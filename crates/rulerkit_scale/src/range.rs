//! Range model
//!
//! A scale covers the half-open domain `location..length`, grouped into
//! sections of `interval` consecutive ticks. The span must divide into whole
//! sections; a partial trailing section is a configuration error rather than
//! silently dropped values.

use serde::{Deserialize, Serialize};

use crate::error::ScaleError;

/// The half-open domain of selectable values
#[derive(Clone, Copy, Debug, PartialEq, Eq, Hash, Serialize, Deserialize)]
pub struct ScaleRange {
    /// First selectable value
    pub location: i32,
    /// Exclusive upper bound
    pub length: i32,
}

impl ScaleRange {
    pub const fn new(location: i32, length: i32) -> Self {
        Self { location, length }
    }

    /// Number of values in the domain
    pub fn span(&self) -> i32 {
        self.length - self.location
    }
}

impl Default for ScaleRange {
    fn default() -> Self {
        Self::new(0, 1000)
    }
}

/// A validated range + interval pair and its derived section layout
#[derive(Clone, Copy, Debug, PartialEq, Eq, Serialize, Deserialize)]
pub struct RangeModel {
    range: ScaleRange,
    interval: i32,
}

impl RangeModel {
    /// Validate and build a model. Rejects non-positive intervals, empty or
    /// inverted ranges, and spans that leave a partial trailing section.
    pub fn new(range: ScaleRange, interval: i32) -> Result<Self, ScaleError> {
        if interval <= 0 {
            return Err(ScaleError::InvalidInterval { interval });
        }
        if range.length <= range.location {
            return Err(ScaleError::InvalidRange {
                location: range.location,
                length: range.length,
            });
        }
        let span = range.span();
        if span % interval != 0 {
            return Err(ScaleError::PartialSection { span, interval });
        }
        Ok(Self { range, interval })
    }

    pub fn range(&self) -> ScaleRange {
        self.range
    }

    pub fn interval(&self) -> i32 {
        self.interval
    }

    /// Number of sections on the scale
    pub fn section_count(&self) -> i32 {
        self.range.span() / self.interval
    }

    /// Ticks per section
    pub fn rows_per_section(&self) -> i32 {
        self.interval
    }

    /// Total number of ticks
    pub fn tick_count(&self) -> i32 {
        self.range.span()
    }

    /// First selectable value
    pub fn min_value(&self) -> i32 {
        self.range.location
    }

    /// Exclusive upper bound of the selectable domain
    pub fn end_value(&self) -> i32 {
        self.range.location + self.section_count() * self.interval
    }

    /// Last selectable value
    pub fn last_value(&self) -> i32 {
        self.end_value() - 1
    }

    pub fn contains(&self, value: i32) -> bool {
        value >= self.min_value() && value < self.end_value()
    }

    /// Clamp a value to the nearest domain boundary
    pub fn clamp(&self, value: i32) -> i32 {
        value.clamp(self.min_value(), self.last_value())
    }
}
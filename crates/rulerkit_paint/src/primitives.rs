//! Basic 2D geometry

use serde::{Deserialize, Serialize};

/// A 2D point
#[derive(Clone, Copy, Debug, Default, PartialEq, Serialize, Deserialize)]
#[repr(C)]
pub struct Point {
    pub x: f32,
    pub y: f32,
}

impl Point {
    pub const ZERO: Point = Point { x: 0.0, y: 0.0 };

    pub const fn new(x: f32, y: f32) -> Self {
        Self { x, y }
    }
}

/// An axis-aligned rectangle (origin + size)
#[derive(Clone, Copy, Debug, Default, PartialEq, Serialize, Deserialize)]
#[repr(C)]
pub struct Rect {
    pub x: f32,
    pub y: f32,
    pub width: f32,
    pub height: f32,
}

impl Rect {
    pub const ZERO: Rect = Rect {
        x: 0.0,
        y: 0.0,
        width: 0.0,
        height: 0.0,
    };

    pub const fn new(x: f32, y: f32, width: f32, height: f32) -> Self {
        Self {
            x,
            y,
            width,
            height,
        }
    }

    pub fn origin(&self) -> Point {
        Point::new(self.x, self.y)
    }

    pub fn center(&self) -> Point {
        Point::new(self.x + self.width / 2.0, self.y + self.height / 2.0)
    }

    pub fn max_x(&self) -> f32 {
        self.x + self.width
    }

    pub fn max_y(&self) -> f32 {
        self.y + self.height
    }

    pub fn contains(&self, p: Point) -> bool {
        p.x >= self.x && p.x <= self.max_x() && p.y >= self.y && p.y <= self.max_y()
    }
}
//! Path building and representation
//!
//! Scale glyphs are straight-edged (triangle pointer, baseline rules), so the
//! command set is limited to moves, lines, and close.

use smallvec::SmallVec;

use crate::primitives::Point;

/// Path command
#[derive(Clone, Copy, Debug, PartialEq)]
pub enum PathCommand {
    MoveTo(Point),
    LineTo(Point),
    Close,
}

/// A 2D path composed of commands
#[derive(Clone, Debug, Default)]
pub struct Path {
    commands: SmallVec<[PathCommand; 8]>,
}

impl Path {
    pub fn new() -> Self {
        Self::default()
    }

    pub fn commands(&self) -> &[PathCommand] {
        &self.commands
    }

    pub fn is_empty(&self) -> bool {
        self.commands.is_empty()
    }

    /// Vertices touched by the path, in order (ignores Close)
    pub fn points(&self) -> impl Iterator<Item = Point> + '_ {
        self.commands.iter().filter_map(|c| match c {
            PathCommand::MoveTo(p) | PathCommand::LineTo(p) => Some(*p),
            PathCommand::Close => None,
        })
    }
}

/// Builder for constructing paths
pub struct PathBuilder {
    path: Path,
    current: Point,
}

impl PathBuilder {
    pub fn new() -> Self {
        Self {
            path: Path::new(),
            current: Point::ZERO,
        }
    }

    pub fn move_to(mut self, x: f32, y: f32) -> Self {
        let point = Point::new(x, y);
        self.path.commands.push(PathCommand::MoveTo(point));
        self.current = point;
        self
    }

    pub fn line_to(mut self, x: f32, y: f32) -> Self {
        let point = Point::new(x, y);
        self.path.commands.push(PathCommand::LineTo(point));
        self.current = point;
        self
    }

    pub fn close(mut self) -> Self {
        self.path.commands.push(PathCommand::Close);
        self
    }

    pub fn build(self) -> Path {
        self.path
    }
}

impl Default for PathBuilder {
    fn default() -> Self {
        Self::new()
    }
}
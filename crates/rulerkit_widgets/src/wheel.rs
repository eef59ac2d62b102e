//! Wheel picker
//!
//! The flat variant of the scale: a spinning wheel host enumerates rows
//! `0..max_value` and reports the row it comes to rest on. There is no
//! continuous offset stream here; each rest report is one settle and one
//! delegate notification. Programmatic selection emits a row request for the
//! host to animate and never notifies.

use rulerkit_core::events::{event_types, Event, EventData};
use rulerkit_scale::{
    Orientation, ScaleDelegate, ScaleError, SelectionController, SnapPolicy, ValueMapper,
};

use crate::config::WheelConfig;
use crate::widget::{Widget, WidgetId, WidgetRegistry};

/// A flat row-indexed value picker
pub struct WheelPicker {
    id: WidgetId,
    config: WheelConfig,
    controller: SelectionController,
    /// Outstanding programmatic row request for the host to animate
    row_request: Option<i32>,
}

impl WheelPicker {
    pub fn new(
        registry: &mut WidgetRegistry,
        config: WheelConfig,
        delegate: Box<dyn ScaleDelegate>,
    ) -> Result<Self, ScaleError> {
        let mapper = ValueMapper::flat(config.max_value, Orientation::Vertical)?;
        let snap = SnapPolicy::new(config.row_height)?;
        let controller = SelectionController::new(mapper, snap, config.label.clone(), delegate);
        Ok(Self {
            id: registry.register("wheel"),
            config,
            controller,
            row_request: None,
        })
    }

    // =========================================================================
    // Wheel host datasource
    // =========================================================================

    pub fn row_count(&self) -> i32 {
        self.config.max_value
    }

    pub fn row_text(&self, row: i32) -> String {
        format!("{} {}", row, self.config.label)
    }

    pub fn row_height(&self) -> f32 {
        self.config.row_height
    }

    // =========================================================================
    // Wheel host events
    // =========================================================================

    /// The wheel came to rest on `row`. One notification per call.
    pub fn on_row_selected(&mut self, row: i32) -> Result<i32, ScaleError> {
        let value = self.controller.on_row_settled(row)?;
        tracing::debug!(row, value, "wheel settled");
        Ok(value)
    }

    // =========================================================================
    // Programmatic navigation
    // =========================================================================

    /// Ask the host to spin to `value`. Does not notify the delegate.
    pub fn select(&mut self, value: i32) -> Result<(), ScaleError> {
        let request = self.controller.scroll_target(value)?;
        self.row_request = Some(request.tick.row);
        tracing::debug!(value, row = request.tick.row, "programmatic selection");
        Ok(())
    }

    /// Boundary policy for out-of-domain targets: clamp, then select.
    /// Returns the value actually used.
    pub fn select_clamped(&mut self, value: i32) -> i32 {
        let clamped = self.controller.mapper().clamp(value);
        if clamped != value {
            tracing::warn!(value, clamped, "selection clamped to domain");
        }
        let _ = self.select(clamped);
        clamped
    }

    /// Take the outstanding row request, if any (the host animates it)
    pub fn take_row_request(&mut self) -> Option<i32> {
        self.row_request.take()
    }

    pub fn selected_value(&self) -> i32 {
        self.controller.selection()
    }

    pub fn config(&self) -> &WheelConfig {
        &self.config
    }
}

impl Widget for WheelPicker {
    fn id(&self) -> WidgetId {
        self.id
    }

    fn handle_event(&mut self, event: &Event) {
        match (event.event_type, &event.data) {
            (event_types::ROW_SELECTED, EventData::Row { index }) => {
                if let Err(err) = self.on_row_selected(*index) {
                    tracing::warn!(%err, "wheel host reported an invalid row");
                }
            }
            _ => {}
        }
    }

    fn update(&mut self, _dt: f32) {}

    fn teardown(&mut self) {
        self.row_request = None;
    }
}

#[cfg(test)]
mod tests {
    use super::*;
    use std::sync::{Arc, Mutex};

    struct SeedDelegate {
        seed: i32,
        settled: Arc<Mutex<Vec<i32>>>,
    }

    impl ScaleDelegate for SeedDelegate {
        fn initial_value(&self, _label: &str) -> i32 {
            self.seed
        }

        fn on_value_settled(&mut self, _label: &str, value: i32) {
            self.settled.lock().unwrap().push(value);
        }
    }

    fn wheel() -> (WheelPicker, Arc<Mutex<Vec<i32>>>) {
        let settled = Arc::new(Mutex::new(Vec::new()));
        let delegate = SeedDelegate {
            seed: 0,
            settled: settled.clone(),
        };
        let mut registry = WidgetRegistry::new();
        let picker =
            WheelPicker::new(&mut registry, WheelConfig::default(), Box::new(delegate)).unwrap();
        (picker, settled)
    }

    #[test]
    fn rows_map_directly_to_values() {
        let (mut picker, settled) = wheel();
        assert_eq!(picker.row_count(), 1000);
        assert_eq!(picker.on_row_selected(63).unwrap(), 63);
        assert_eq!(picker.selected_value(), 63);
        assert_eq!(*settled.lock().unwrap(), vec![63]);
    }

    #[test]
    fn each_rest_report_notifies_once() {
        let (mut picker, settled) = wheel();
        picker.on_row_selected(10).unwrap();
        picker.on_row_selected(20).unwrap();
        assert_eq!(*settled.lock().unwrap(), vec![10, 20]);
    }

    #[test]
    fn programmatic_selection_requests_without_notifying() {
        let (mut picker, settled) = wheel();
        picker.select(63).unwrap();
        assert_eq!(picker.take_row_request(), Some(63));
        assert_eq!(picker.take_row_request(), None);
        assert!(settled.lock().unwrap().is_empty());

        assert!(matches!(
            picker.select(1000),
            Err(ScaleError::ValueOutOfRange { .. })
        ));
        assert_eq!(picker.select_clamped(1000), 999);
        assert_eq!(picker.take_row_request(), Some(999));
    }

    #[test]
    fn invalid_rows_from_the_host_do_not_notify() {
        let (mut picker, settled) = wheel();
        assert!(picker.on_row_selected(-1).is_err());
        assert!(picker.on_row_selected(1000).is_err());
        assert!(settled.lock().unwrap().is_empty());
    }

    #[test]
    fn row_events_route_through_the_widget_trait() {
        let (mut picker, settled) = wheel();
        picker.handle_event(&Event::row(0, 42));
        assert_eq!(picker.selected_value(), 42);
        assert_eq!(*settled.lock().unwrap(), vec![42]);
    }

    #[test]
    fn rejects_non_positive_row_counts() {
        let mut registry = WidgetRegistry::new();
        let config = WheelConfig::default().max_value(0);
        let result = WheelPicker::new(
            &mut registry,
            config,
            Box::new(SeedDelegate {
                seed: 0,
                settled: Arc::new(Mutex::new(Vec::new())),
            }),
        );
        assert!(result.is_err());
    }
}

== Exercise details ==
Show every line of the material that includes the string "RangeModel".

== Expected answer ==
pub struct RangeModel {
impl RangeModel {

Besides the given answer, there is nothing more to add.